* **To do**
With both ends included, repeat exactly the lines of the entries below from the one containing "Field::Quality => base.quality" down to the one containing "assert_eq!(e.year, 2008);", and no others.

* **Material to process**
-------------------------

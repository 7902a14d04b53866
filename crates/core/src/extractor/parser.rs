//! Pattern cascade and independent-field fallback.

use once_cell::sync::Lazy;
use regex_lite::{Captures, Regex};
use tracing::debug;

use super::language::detect_language;
use super::size::normalize_size;
use super::title::clean_title;
use super::types::{
    default_year, is_plausible_year, normalize_quality, CaptionPattern, Extraction,
    ExtractionMethod, Field, DEFAULT_QUALITY, DEFAULT_SIZE_LABEL,
};
use crate::metrics::EXTRACTION_FALLBACKS;

const QUALITY: &str = r"(?P<quality>\d{3,4}p|4K|HDTV|BluRay|WEB-DL)";
const SIZE: &str = r"(?P<size>\d+(?:\.\d+)?)\s*(?P<unit>GB|MB|KB)\b";

/// Full-caption patterns, tried in order. The first one that matches with a
/// plausible year wins.
static CASCADE: Lazy<Vec<(CaptionPattern, Regex)>> = Lazy::new(|| {
    let spaced = format!(
        r"(?i)^\s*(?P<title>[^\[\]()\n]+?)[\s._\-]+\(?(?P<year>\d{{4}})\)?[\s._\-]+{QUALITY}[\s\S]*?{SIZE}"
    );
    let dashed = format!(
        r"(?i)^\s*(?P<title>[^\n]+?)\s*-\s*(?P<year>\d{{4}})\s*-\s*{QUALITY}[\s\S]*?{SIZE}"
    );
    let parenthesized = format!(
        r"(?i)^\s*(?P<title>[^\n]+?)\s*\((?P<year>\d{{4}})\)[\s\S]*?{QUALITY}[\s\S]*?{SIZE}"
    );

    vec![
        (
            CaptionPattern::Spaced,
            Regex::new(&spaced).expect("spaced caption pattern"),
        ),
        (
            CaptionPattern::Dashed,
            Regex::new(&dashed).expect("dashed caption pattern"),
        ),
        (
            CaptionPattern::Parenthesized,
            Regex::new(&parenthesized).expect("parenthesized caption pattern"),
        ),
    ]
});

/// Maximal digit runs; only runs of exactly four digits are year candidates.
static DIGIT_RUN: Lazy<Regex> = Lazy::new(|| Regex::new(r"\d+").expect("digit run pattern"));

static QUALITY_TOKEN: Lazy<Regex> =
    Lazy::new(|| Regex::new(&format!("(?i){QUALITY}")).expect("quality pattern"));

static SIZE_TOKEN: Lazy<Regex> =
    Lazy::new(|| Regex::new(&format!("(?i){SIZE}")).expect("size pattern"));

/// Extract catalog metadata from a caption, falling back to the filename.
///
/// The caption is tried first, then `fallback_file_name`, against every
/// full-caption pattern. If none match, the year, quality and size are searched
/// for independently in both the caption and the filename. The one that
/// recovered more fields supplies the title, the other fills in whatever it
/// still lacks, and anything found in neither gets a default.
///
/// The language is taken from the caption, or from the filename when the
/// caption names none.
pub fn extract(text: &str, fallback_file_name: Option<&str>) -> Extraction {
    let file_name = fallback_file_name
        .map(str::trim)
        .filter(|name| !name.is_empty());

    let mut extraction = extract_metadata(text, file_name);
    extraction.language = detect_language(text).or_else(|| file_name.and_then(detect_language));
    extraction
}

fn extract_metadata(text: &str, file_name: Option<&str>) -> Extraction {
    let candidates = std::iter::once(text.trim())
        .filter(|t| !t.is_empty())
        .chain(file_name);

    for candidate in candidates {
        if let Some(extraction) = match_cascade(candidate) {
            return extraction;
        }
    }

    let caption = text.trim();
    let extraction = match (caption.is_empty(), file_name) {
        (true, name) => extract_fields(name.unwrap_or("")),
        (false, None) => extract_fields(caption),
        (false, Some(name)) => merge_fields(extract_fields(caption), extract_fields(name)),
    };

    EXTRACTION_FALLBACKS.inc();
    debug!(
        title = %extraction.title,
        defaulted = ?extraction.defaulted,
        "No caption pattern matched, used field fallback"
    );
    extraction
}

fn match_cascade(text: &str) -> Option<Extraction> {
    CASCADE.iter().find_map(|(pattern, regex)| {
        let caps = regex.captures(text)?;
        let year = plausible_year(&caps["year"])?;

        Some(Extraction {
            title: clean_title(&caps["title"]),
            year,
            quality: normalize_quality(&caps["quality"]),
            size_label: size_from(&caps),
            method: ExtractionMethod::Pattern(*pattern),
            defaulted: Vec::new(),
            language: None,
        })
    })
}

/// Combine the field fallbacks of a caption and its filename.
fn merge_fields(caption: Extraction, file_name: Extraction) -> Extraction {
    let (mut base, other) = if file_name.defaulted.len() < caption.defaulted.len() {
        (file_name, caption)
    } else {
        (caption, file_name)
    };

    for field in std::mem::take(&mut base.defaulted) {
        if other.is_defaulted(field) {
            base.defaulted.push(field);
            continue;
        }
        match field {
            Field::Year => base.year = other.year,
            Field::Quality => base.quality = other.quality.clone(),
            Field::Size => base.size_label = other.size_label.clone(),
        }
    }
    base
}

fn extract_fields(text: &str) -> Extraction {
    let mut defaulted = Vec::new();

    let year_match = DIGIT_RUN
        .find_iter(text)
        .filter(|m| m.len() == 4)
        .find_map(|m| plausible_year(m.as_str()).map(|year| (year, m.start())));

    let (year, title_span) = match year_match {
        Some((year, start)) => (year, &text[..start]),
        None => {
            defaulted.push(Field::Year);
            (default_year(), text)
        }
    };

    let quality = match QUALITY_TOKEN.captures(text) {
        Some(caps) => normalize_quality(&caps["quality"]),
        None => {
            defaulted.push(Field::Quality);
            DEFAULT_QUALITY.to_string()
        }
    };

    let size_label = match SIZE_TOKEN.captures(text) {
        Some(caps) => size_from(&caps),
        None => {
            defaulted.push(Field::Size);
            DEFAULT_SIZE_LABEL.to_string()
        }
    };

    Extraction {
        title: clean_title(title_span),
        year,
        quality,
        size_label,
        method: ExtractionMethod::Fallback,
        defaulted,
        language: None,
    }
}

fn plausible_year(digits: &str) -> Option<u16> {
    digits.parse::<u16>().ok().filter(|y| is_plausible_year(*y))
}

fn size_from(caps: &Captures<'_>) -> String {
    normalize_size(&caps["size"], &caps["unit"])
}

#[cfg(test)]
mod tests {
    use super::*;
    use crate::extractor::{Language, UNKNOWN_TITLE};

    #[test]
    fn test_spaced_pattern_with_parenthesized_year() {
        let e = extract("Cars (2006) 480p BluRay x264 ESubs 1.45GB", None);
        assert_eq!(e.method, ExtractionMethod::Pattern(CaptionPattern::Spaced));
        assert_eq!(e.title, "Cars");
        assert_eq!(e.year, 2006);
        assert_eq!(e.quality, "480p");
        assert_eq!(e.size_label, "1.45 GB");
        assert!(!e.is_ambiguous());
    }

    #[test]
    fn test_spaced_pattern_with_dotted_filename() {
        let e = extract("The.Dark.Knight.2008.1080p.BluRay.x264 2.3 GB", None);
        assert_eq!(e.method, ExtractionMethod::Pattern(CaptionPattern::Spaced));
        assert_eq!(e.title, "The Dark Knight");
        assert_eq!(e.year, 2008);
        assert_eq!(e.quality, "1080p");
        assert_eq!(e.size_label, "2.3 GB");
    }

    #[test]
    fn test_dashed_pattern() {
        let e = extract("Interstellar (IMAX) - 2014 - 720p WEB 900 mb", None);
        assert_eq!(e.method, ExtractionMethod::Pattern(CaptionPattern::Dashed));
        assert_eq!(e.title, "Interstellar Imax");
        assert_eq!(e.year, 2014);
        assert_eq!(e.quality, "720p");
        assert_eq!(e.size_label, "900 MB");
    }

    #[test]
    fn test_parenthesized_pattern_with_noise_before_quality() {
        let e = extract("Avatar (2009) Hindi Dubbed Dual Audio 1080P [HEVC] 2.1GB", None);
        assert_eq!(
            e.method,
            ExtractionMethod::Pattern(CaptionPattern::Parenthesized)
        );
        assert_eq!(e.title, "Avatar");
        assert_eq!(e.year, 2009);
        assert_eq!(e.quality, "1080p");
        assert_eq!(e.size_label, "2.1 GB");
    }

    #[test]
    fn test_multiline_caption() {
        let caption = "Up (2009) 720p\nLanguage: English\nSize: 650 MB";
        let e = extract(caption, None);
        assert_eq!(e.title, "Up");
        assert_eq!(e.year, 2009);
        assert_eq!(e.size_label, "650 MB");
    }

    #[test]
    fn test_quality_is_case_insensitive() {
        let e = extract("Heat 1995 bluray 3.2gb", None);
        assert_eq!(e.quality, "BluRay");
        assert_eq!(e.size_label, "3.2 GB");
    }

    #[test]
    fn test_fallback_defaults_for_random_filename() {
        let e = extract("randomfile.mkv", None);
        assert_eq!(e.method, ExtractionMethod::Fallback);
        assert_eq!(e.quality, "720p");
        assert_eq!(e.size_label, "1.0 GB");
        assert_eq!(e.year, default_year());
        assert_eq!(e.title, "Randomfile");
        assert!(e.is_defaulted(Field::Year));
        assert!(e.is_defaulted(Field::Quality));
        assert!(e.is_defaulted(Field::Size));
    }

    #[test]
    fn test_fallback_title_is_text_before_year() {
        let e = extract("Oppenheimer_2023_[Org]_HQ.mp4", None);
        assert_eq!(e.method, ExtractionMethod::Fallback);
        assert_eq!(e.title, "Oppenheimer");
        assert_eq!(e.year, 2023);
        assert!(e.is_defaulted(Field::Quality));
    }

    #[test]
    fn test_resolution_is_not_taken_as_year() {
        let e = extract("Some.Show.2160p.WEB-DL.mkv", None);
        assert_eq!(e.year, default_year());
        assert!(e.is_defaulted(Field::Year));
        assert_eq!(e.quality, "2160p");
    }

    #[test]
    fn test_implausible_year_falls_through_cascade() {
        // 1080 can't be a release year, so the spaced pattern must not accept it
        let e = extract("Movie 1080 720p 1 GB", None);
        assert_eq!(e.method, ExtractionMethod::Fallback);
        assert_eq!(e.year, default_year());
    }

    #[test]
    fn test_blank_caption_uses_file_name() {
        let e = extract("   ", Some("Joker.2019.1080p.WEB-DL.2.4GB.mkv"));
        assert_eq!(e.title, "Joker");
        assert_eq!(e.year, 2019);
        assert_eq!(e.quality, "1080p");
        assert_eq!(e.size_label, "2.4 GB");
    }

    #[test]
    fn test_file_name_pattern_beats_caption_fallback() {
        let e = extract("New upload!", Some("Dune (2021) 2160p 5.5GB.mkv"));
        assert_eq!(e.title, "Dune");
        assert_eq!(e.year, 2021);
        assert_eq!(e.quality, "2160p");
    }

    #[test]
    fn test_year_after_number_in_title() {
        let e = extract("Blade.Runner.2049.2017.mkv", None);
        assert_eq!(e.method, ExtractionMethod::Fallback);
        assert_eq!(e.year, 2017);
        assert_eq!(e.title, "Blade Runner 2049");
    }

    #[test]
    fn test_adjacent_four_digit_runs_are_each_candidates() {
        let e = extract("Film 2049 2017", None);
        assert_eq!(e.year, 2017);
        assert_eq!(e.title, "Film 2049");

        let e = extract("Clip 12345 2020", None);
        assert_eq!(e.year, 2020);
        assert_eq!(e.title, "Clip 12345");
    }

    #[test]
    fn test_noise_caption_takes_fields_from_file_name() {
        let e = extract("Join @moviechannel for more", Some("Heat.1995.1080p.BluRay.mkv"));
        assert_eq!(e.method, ExtractionMethod::Fallback);
        assert_eq!(e.title, "Heat");
        assert_eq!(e.year, 1995);
        assert_eq!(e.quality, "1080p");
        assert_eq!(e.size_label, DEFAULT_SIZE_LABEL);
        assert_eq!(e.defaulted, vec![Field::Size]);
    }

    #[test]
    fn test_file_name_fills_fields_the_caption_lacks() {
        let e = extract("Heat 1995 BluRay", Some("heat_final_2.1GB.mkv"));
        assert_eq!(e.title, "Heat");
        assert_eq!(e.year, 1995);
        assert_eq!(e.quality, "BluRay");
        assert_eq!(e.size_label, "2.1 GB");
        assert!(!e.is_ambiguous());
    }

    #[test]
    fn test_language_from_caption_then_file_name() {
        let e = extract("Joker 2019 Hindi 1080p 2.4GB", Some("Joker.2019.ENG.mkv"));
        assert_eq!(e.language, Some(Language::Hindi));

        let e = extract("New upload!", Some("Vikram.2022.Tamil.720p.mkv"));
        assert_eq!(e.language, Some(Language::Tamil));

        assert_eq!(extract("Heat 1995 1080p 2 GB", None).language, None);
    }

    #[test]
    fn test_empty_everything_never_fails() {
        let e = extract("", None);
        assert_eq!(e.title, UNKNOWN_TITLE);
        assert_eq!(e.defaulted.len(), 3);
    }

    #[test]
    fn test_titles_never_carry_extensions_or_brackets() {
        let inputs = [
            "[HD] Movie.mkv",
            "Film (2001) [Tamil].mp4",
            "clip.avi",
            "[a][b][c]",
            "Title [2010] 720p 1GB",
        ];
        for input in inputs {
            let e = extract(input, None);
            assert!(!e.title.is_empty(), "empty title for {input}");
            for bad in [".mkv", ".mp4", ".avi", "[", "]"] {
                assert!(
                    !e.title.to_lowercase().contains(bad),
                    "{input} produced {}",
                    e.title
                );
            }
        }
    }
}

-------------------------

* **Task output**
            Field::Quality => base.quality = other.quality.clone(),
            Field::Size => base.size_label = other.size_label.clone(),
        }
    }
    base
}

fn extract_fields(text: &str) -> Extraction {
    let mut defaulted = Vec::new();

    let year_match = DIGIT_RUN
        .find_iter(text)
        .filter(|m| m.len() == 4)
        .find_map(|m| plausible_year(m.as_str()).map(|year| (year, m.start())));

    let (year, title_span) = match year_match {
        Some((year, start)) => (year, &text[..start]),
        None => {
            defaulted.push(Field::Year);
            (default_year(), text)
        }
    };

    let quality = match QUALITY_TOKEN.captures(text) {
        Some(caps) => normalize_quality(&caps["quality"]),
        None => {
            defaulted.push(Field::Quality);
            DEFAULT_QUALITY.to_string()
        }
    };

    let size_label = match SIZE_TOKEN.captures(text) {
        Some(caps) => size_from(&caps),
        None => {
            defaulted.push(Field::Size);
            DEFAULT_SIZE_LABEL.to_string()
        }
    };

    Extraction {
        title: clean_title(title_span),
        year,
        quality,
        size_label,
        method: ExtractionMethod::Fallback,
        defaulted,
        language: None,
    }
}

fn plausible_year(digits: &str) -> Option<u16> {
    digits.parse::<u16>().ok().filter(|y| is_plausible_year(*y))
}

fn size_from(caps: &Captures<'_>) -> String {
    normalize_size(&caps["size"], &caps["unit"])
}

#[cfg(test)]
mod tests {
    use super::*;
    use crate::extractor::{Language, UNKNOWN_TITLE};

    #[test]
    fn test_spaced_pattern_with_parenthesized_year() {
        let e = extract("Cars (2006) 480p BluRay x264 ESubs 1.45GB", None);
        assert_eq!(e.method, ExtractionMethod::Pattern(CaptionPattern::Spaced));
        assert_eq!(e.title, "Cars");
        assert_eq!(e.year, 2006);
        assert_eq!(e.quality, "480p");
        assert_eq!(e.size_label, "1.45 GB");
        assert!(!e.is_ambiguous());
    }

    #[test]
    fn test_spaced_pattern_with_dotted_filename() {
        let e = extract("The.Dark.Knight.2008.1080p.BluRay.x264 2.3 GB", None);
        assert_eq!(e.method, ExtractionMethod::Pattern(CaptionPattern::Spaced));
        assert_eq!(e.title, "The Dark Knight");
        assert_eq!(e.year, 2008);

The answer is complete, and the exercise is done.